Türkiye’de ekonomik zorluklarla mücadele eden küçük ve orta ölçekli işletmeler için büyük bir can suyu niteliği taşıyan TOBB Nefes Kredisi, 2023 yılında yürürlüğe girdi. Ancak, bu destek programına olan yoğun ilgi, başvuruların kısa sürede sona ermesine neden oldu. İşletmelerin sıklıkla sorduğu “Nefes Kredisi başvuruları bitti mi, tekrar başlayacak mı?” sorusu gündemdeki yerini korurken, psikolojik açıdan bu durumun işletmeler üzerindeki etkileri de merak ediliyor. Yazımızda, Nefes Kredisi’nin ekonomik boyutları kadar bu süreçte işletmelerin ruh hallerindeki değişimlere de değineceğiz.
TOBB Nefes Kredisi, COVID-19 pandemisi sonrası yaşanan ekonomik daralma nedeniyle hayata geçirilmiş bir teşvik uygulamasıdır.

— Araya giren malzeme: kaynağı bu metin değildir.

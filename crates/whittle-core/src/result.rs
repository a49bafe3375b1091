//! Result type alias for whittle operations

use crate::error::WhittleError;

/// Standard Result type for whittle operations
pub type Result<T> = std::result::Result<T, WhittleError>;

/// Extension trait for Result to provide additional convenience methods
pub trait ResultExt<T> {
    /// Turn a recoverable error into `Ok(None)`, logging it
    fn recoverable(self) -> Result<Option<T>>;

    /// Log the error and continue with None
    fn log_and_continue(self) -> Option<T>;
}

impl<T> ResultExt<T> for Result<T> {
    fn recoverable(self) -> Result<Option<T>> {
        match self {
            Ok(value) => Ok(Some(value)),
            Err(err) if err.is_recoverable() => {
                tracing::debug!("Recoverable error: {}", err);
                Ok(None)
            }
            Err(err) => Err(err),
        }
    }

    fn log_and_continue(self) -> Option<T> {
        match self {
            Ok(value) => Some(value),
            Err(err) => {
                if err.is_recoverable() {
                    tracing::warn!("Continuing after error: {}", err);
                } else {
                    tracing::error!("Fatal error: {}", err);
                }
                None
            }
        }
    }
}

Özellikle aday işletmelere sunulan düşük faizli kredi imkanı, birçok işletmenin ayakta kalmasını sağladı. Ancak, bu kredi uygulaması sadece ekonomik bir destek olmanın ötesinde, işletmelerin psikolojik durumları üzerinde de önemli etkiler yarattı. Kredi başvurusunun yapılması ve sonuçlanmasını beklemek, stres ve kaygı duygularını en üst seviyeye çıkarıyor. Beklentiler, birçok işletmeci için hem umut kaynağı hem de büyük bir stres faktörü oluşturuyor.
İşletmeler, mevcut ekonomik belirsizlikler içinde bu tip bir destek mekanizmasına başvurarak, kendilerini güvende hissetmeye çalışıyorlar. Ancak, başvurunun sonuçsuz kalması halinde yaşanan hayal kırıklığı, psikolojik olarak yıkıcı etkiler yaratabiliyor. Bu nedenle, birçok iş insanı, yeniden kredi başvurusunun başlayıp başlamayacağını öğrenmek için sürekli araştırma yapıyor. Ekonomi uzmanlarına göre, bu tür desteklerin devam etmesi, sadece ekonomik büyüme için değil, aynı zamanda kriz dönemlerinde işletmelerin ruh sağlığı açısından da kritik bir öneme sahip.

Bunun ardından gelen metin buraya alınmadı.